# John Deere 2 cylinder club meet.



## JD100

Just wanting to find out if anyone is going to this event. It's outside of Thamesville ON this weekend. Just curious because my Uncle and I are going to be atending the show with his 52 John Deere AR and my JD 100.


----------



## ben70b

That's a long way from Illinois


----------



## ben70b

ben70b said:


> That's a long way from Illinois


I would go, I need to try and find a two cylinder club around north central Illinois I guess


----------



## Thomas

Just couple mountain ranges and rivers to cross make the trip from NH,have heck of good time..don't forget we all like pics.


----------



## waleed345

When I was in high school the the FFA had a day that we all drove our tractors to school, we had a pretty good turn out every year.

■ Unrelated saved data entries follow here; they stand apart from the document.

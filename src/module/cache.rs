///! Time-boxed in-memory caching
///!
///! Each expensive network call gets its own `TtlCache` instance with its
///! own time-to-live. Keys are composites of the call arguments plus a
///! [`CacheBust`] marker, so a user-triggered refresh can force
///! recomputation without waiting for natural expiry. The clock is
///! injectable so tests advance time instead of sleeping.

use chrono::{DateTime, Duration, Utc};
use std::collections::HashMap;
use std::hash::Hash;
use std::sync::Arc;
use tokio::sync::RwLock;

/// Source of "now" for cache expiry decisions.
pub trait Clock: Send + Sync {
    fn now(&self) -> DateTime<Utc>;
}

/// Wall-clock time; the default outside tests.
#[derive(Debug, Clone, Copy, Default)]
pub struct SystemClock;

impl Clock for SystemClock {
    fn now(&self) -> DateTime<Utc> {
        Utc::now()
    }
}

/// Explicit cache-invalidation input.
///
/// Normal calls pass [`CacheBust::stable`]. Immediately after a
/// user-triggered refresh the caller mints one [`CacheBust::fresh`] value and
/// reuses it for every call in that pass, so one refresh invalidates all
/// caches exactly once.
#[derive(Debug, Clone, PartialEq, Eq, Hash)]
pub struct CacheBust(String);

impl CacheBust {
    pub fn stable() -> Self {
        CacheBust("stable".to_string())
    }

    pub fn fresh(now: DateTime<Utc>) -> Self {
        CacheBust(now.timestamp_millis().to_string())
    }

    pub fn as_str(&self) -> &str {
        &self.0
    }
}

struct CacheSlot<V> {
    value: V,
    expires_at: DateTime<Utc>,
}

/// A `(key, value, expires_at)` cache with a fixed TTL per instance.
///
/// Entries are replaced whole, never patched. `get` only returns values that
/// are still fresh; a stale entry behaves exactly like a missing one.
/// At-most-one-fetch-per-window is best effort: there is no in-flight
/// de-duplication, and concurrent misses may each fetch upstream.
pub struct TtlCache<K, V> {
    entries: RwLock<HashMap<K, CacheSlot<V>>>,
    clock: Arc<dyn Clock>,
    ttl: Duration,
}

impl<K, V> TtlCache<K, V>
where
    K: Eq + Hash + Clone,
    V: Clone,
{
    pub fn new(ttl: std::time::Duration, clock: Arc<dyn Clock>) -> Self {
        Self {
            entries: RwLock::new(HashMap::new()),
            clock,
            ttl: Duration::seconds(ttl.as_secs() as i64),
        }
    }

    pub fn with_system_clock(ttl: std::time::Duration) -> Self {
        Self::new(ttl, Arc::new(SystemClock))
    }

    /// Return the cached value for `key` if it has not expired.
    pub async fn get(&self, key: &K) -> Option<V> {
        let now = self.clock.now();
        let entries = self.entries.read().await;
        entries
            .get(key)
            .filter(|slot| slot.expires_at > now)
            .map(|slot| slot.value.clone())
    }

    /// Store `value` under `key`, replacing any previous entry.
    pub async fn insert(&self, key: K, value: V) {
        let expires_at = self.clock.now() + self.ttl;
        let mut entries = self.entries.write().await;
        entries.insert(key, CacheSlot { value, expires_at });
    }

    /// Drop every expired entry. Callers invoke this opportunistically; it is
    /// never required for correctness.
    pub async fn purge_expired(&self) {
        let now = self.clock.now();
        let mut entries = self.entries.write().await;
        entries.retain(|_, slot| slot.expires_at > now);
    }

    pub async fn len(&self) -> usize {
        self.entries.read().await.len()
    }
}

#[cfg(test)]
pub(crate) mod test_clock {
    use super::*;
    use std::sync::Mutex;

    /// Deterministic clock for cache tests; advance it by hand.
    pub struct ManualClock {
        now: Mutex<DateTime<Utc>>,
    }

    impl ManualClock {
        pub fn starting_at(now: DateTime<Utc>) -> Arc<Self> {
            Arc::new(Self {
                now: Mutex::new(now),
            })
        }

        pub fn advance(&self, by: Duration) {
            let mut now = self.now.lock().unwrap();
            *now += by;
        }
    }

    impl Clock for ManualClock {
        fn now(&self) -> DateTime<Utc> {
            *self.now.lock().unwrap()
        }
    }
}
///! Error taxonomy for the aggregation layer
///!
///! Callers match on these to decide between re-authentication and a
///! degraded section of output. Normalization failures are never errors
///! (malformed rows are silently excluded at the parse boundary), and empty
///! upstream data is a valid empty result, not a failure.

use reqwest::StatusCode;
use thiserror::Error;

#[derive(Debug, Error)]
pub enum ApiError {
    /// 401 from the telemetry API, a rejected credential exchange, or a
    /// token response missing `access_token`. Signals the caller to refresh
    /// the bearer token rather than treat this as a generic failure.
    #[error("unauthorized: {detail}")]
    Auth { detail: String },

    /// Any other non-success HTTP status, carrying the body (or the status
    /// reason) for diagnostics.
    #[error("request failed ({status}): {detail}")]
    Http { status: u16, detail: String },

    /// Connect/timeout/body-decode failures. Handled by callers the same way
    /// as `Http`; timeouts are not a distinct retry category.
    #[error("transport error: {0}")]
    Transport(#[from] reqwest::Error),
}

impl ApiError {
    /// Classify a non-success response status. 401 is the auth signal;
    /// everything else keeps its status for diagnostics.
    pub fn from_status(status: StatusCode, detail: String) -> Self {
        if status == StatusCode::UNAUTHORIZED {
            ApiError::Auth { detail }
        } else {
            ApiError::Http {
                status: status.as_u16(),
                detail,
            }
        }
    }

    /// True when the caller should re-authenticate before retrying.
    pub fn is_auth(&self) -> bool {
        matches!(self, ApiError::Auth { .. })
    }
}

But where I live every kid in the school was in the FFA other than maybe one or two foreign exchange kids or something. Be sure to post the pics of em


----------



## ben70b

Same here, we had tractor day, and pretty much every kid belonged to the ffa. Not every ffa kid had access to a tractor tho. I can remember some other local schools not having ffa or an ag program at all and not understanding why. It seems some school boards cut the programs they choose to save a buck. 


Would you rather pay a buck for a burger or eat a free sh!t sandwich?


----------